Astronomers Find that Billions of Stars in the Milky Way Have Planets in the Habitable Zone

Wednesday, 18 March 2015 - 11:56AM
Astrobiology
Wednesday, 18 March 2015 - 11:56AM
Astronomers Find that Billions of Stars in the Milky Way Have Planets in the Habitable Zone
Astronomers have long been predicting that there may be billions of habitable planets in our galaxy. And while this hypothesis has been supported by our discovery of thousands of exoplanets so far, scientists have been unable to say for certain how many potentially habitable planets lie outside our solar system. Now, a new study from the Australian National University and the Niels Bohr Institute in Copenhagen may confirm that the "billions" statistic isn't inflated. They calculated the probability that stars in the Milky Way would have planets orbiting within their habitable zone, and found that billions of stars in our galaxy likely have one to three planets in their "Goldilocks zone." 

The Goldilocks zone, named for the children's story, is a planet that's not too far from the sun and not too close; it's "just right." In other words, it's within the range of distances from the closest star that the temperature wouldn't be so cold that all liquid would freeze or so hot that all liquid would evaporate. The presence of liquid water is usually considered to be paramount to the development of life, so this is one the primary criteria for astrobiologists when looking for habitable exoplanets.

In order to estimate the probability of stars in the Milky Way having planets in their habitable zones, the researchers used a modified version of the Titius-Bode law, which long ago correctly predicted the position of Uranus before it was discovered. According to this law, in each solar system there is a ratio between planetary orbital periods. As a result, the researchers could extrapolate the orbital periods of all the surrounding planets of a star, as long as they knew the orbital period of at least one planet, and can also tell if a planet is "missing" in a chain of known planets orbiting a star.  

"We decided to use this method to calculate the potential planetary positions in 151 planetary systems, where the Kepler satellite had found between 3 and 6 planets. In 124 of the planetary systems, the Titius-Bode law fit with the position of the planets. Using T-B's law we tried to predict where there could be more planets further out in the planetary systems." Steffen Kjær Jacobsen, an astrophysics PhD candidate at the University of Copenhagen, told Phys.org.

So in solar systems that didn't appear to conform to the Titius-Bode law, they predicted more planets orbiting that star, as well as their positions relative to the known planets.

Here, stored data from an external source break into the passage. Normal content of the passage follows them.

use std::collections::HashMap;
use std::hash::Hash;

use petgraph::graph::{DiGraph, NodeIndex};
use petgraph::visit::EdgeRef;

#[derive(Clone, Copy, PartialEq, Eq)]
enum Mark {
    InProgress,
    Done,
}

struct Frame<K> {
    node: K,
    neighbors: Vec<K>,
    next: usize,
}

/// Depth-first cycle search with an explicit stack.
///
/// `nodes` fixes the visiting order (so the reported cycle is deterministic);
/// `neighbors` yields the successors of a node. Returns the first cycle found
/// as a closed path `[a, b, ..., a]`.
pub fn find_cycle_by<K, I, F>(nodes: I, mut neighbors: F) -> Option<Vec<K>>
where
    K: Clone + Eq + Hash,
    I: IntoIterator<Item = K>,
    F: FnMut(&K) -> Vec<K>,
{
    let mut marks: HashMap<K, Mark> = HashMap::new();

    for start in nodes {
        if marks.contains_key(&start) {
            continue;
        }

        let mut path: Vec<K> = vec![start.clone()];
        let mut stack = vec![Frame {
            neighbors: neighbors(&start),
            node: start.clone(),
            next: 0,
        }];
        marks.insert(start, Mark::InProgress);

        while let Some(frame) = stack.last_mut() {
            if frame.next < frame.neighbors.len() {
                let candidate = frame.neighbors[frame.next].clone();
                frame.next += 1;

                match marks.get(&candidate) {
                    Some(Mark::InProgress) => {
                        let from = path.iter().position(|n| *n == candidate).unwrap_or(0);
                        let mut cycle: Vec<K> = path[from..].to_vec();
                        cycle.push(candidate);
                        return Some(cycle);
                    }
                    Some(Mark::Done) => {}
                    None => {
                        marks.insert(candidate.clone(), Mark::InProgress);
                        path.push(candidate.clone());
                        let next_neighbors = neighbors(&candidate);
                        stack.push(Frame {
                            node: candidate,
                            neighbors: next_neighbors,
                            next: 0,
                        });
                    }
                }
            } else {
                let finished = frame.node.clone();
                stack.pop();
                path.pop();
                marks.insert(finished, Mark::Done);
            }
        }
    }

    None
}

/// Cycle search over a petgraph graph, following only edges accepted by
/// `follow`.
pub fn find_cycle<N, E, F>(graph: &DiGraph<N, E>, follow: F) -> Option<Vec<NodeIndex>>
where
    F: Fn(&E) -> bool,
{
    find_cycle_by(graph.node_indices(), |&node| {
        graph
            .edges(node)
            .filter(|edge| follow(edge.weight()))
            .map(|edge| edge.target())
            .collect()
    })
}

#[cfg(test)]
mod tests {
    use super::*;
    use pretty_assertions::assert_eq;
    use proptest::prelude::*;
    use std::collections::BTreeMap;

    fn adjacency(edges: &[(&'static str, &'static str)]) -> BTreeMap<&'static str, Vec<&'static str>> {
        let mut map: BTreeMap<&str, Vec<&str>> = BTreeMap::new();
        for &(from, to) in edges {
            map.entry(from).or_default().push(to);
            map.entry(to).or_default();
        }
        map
    }

    #[test]
    fn reports_closed_cycle_path() {
        let adj = adjacency(&[("a", "b"), ("b", "c"), ("c", "a"), ("c", "d")]);
        let cycle = find_cycle_by(adj.keys().copied(), |n| adj[n].clone()).expect("cycle");
        assert_eq!(cycle, vec!["a", "b", "c", "a"]);
    }

    #[test]
    fn diamond_is_not_a_cycle() {
        let adj = adjacency(&[("a", "b"), ("a", "c"), ("b", "d"), ("c", "d")]);
        assert_eq!(find_cycle_by(adj.keys().copied(), |n| adj[n].clone()), None);
    }

    #[test]
    fn self_loop_is_a_cycle() {
        let adj = adjacency(&[("a", "a")]);
        let cycle = find_cycle_by(adj.keys().copied(), |n| adj[n].clone()).expect("cycle");
        assert_eq!(cycle, vec!["a", "a"]);
    }

    #[test]
    fn long_chain_does_not_overflow() {
        let n = 50_000usize;
        let cycle = find_cycle_by(0..n, |&i| if i + 1 < n { vec![i + 1] } else { vec![] });
        assert_eq!(cycle, None);

        let cycle = find_cycle_by(0..n, |&i| vec![(i + 1) % n]).expect("ring");
        assert_eq!(cycle.len(), n + 1);
        assert_eq!(cycle.first(), cycle.last());
    }

    #[test]
    fn petgraph_filter_skips_ignored_edges() {
        let mut graph: DiGraph<&str, bool> = DiGraph::new();
        let a = graph.add_node("a");
        let b = graph.add_node("b");
        graph.add_edge(a, b, true);
        graph.add_edge(b, a, false);
        assert!(find_cycle(&graph, |_| true).is_some());
        assert!(find_cycle(&graph, |follow| *follow).is_none());
    }

    proptest! {
        #[test]
        fn forward_only_edges_never_cycle(edges in proptest::collection::vec((0usize..30, 0usize..30), 0..120)) {
            // Edges always point from a lower to a higher index: a DAG by construction.
            let mut adj: BTreeMap<usize, Vec<usize>> = (0..30).map(|i| (i, Vec::new())).collect();
            for (a, b) in edges {
                if a < b {
                    adj.entry(a).or_default().push(b);
                }
            }
            prop_assert_eq!(find_cycle_by(adj.keys().copied(), |n| adj[n].clone()), None);
        }

        #[test]
        fn back_edge_is_always_found(len in 2usize..40) {
            let cycle = find_cycle_by(0..len, |&i| vec![(i + 1) % len]).expect("cycle");
            prop_assert_eq!(cycle.len(), len + 1);
        }
    }
}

Ultimately, they calculated that they had added an average of 1-3 planets per star that were orbiting in the habitable zone.

"In [the] 31 planetary systems that were close to the habitable zone, our calculations showed that there was an average of two planets in the habitable zone. According to the statistics and the indications we have, a good share of the planets in the habitable zone will be solid planets where there might be liquid water and where life could exist," said Jacobsen. 

When they applied their statistics to the rest of the galaxy, they found that the Titius-Bode law predicted billions of exoplanets circling their star within the habitable zone.

This is technically a statistical analysis rather than an actual discovery, but the group focused on planetary systems that can be seen by Kepler for the express purpose of verification: "We then made a priority list with 77 planets in 40 planetary systems to focus on because they have a high probability of making a transit, so you can see them with Kepler. We have encouraged other researchers to look for these. If they are found, it is an indication that the theory stands up," said Jacobsen.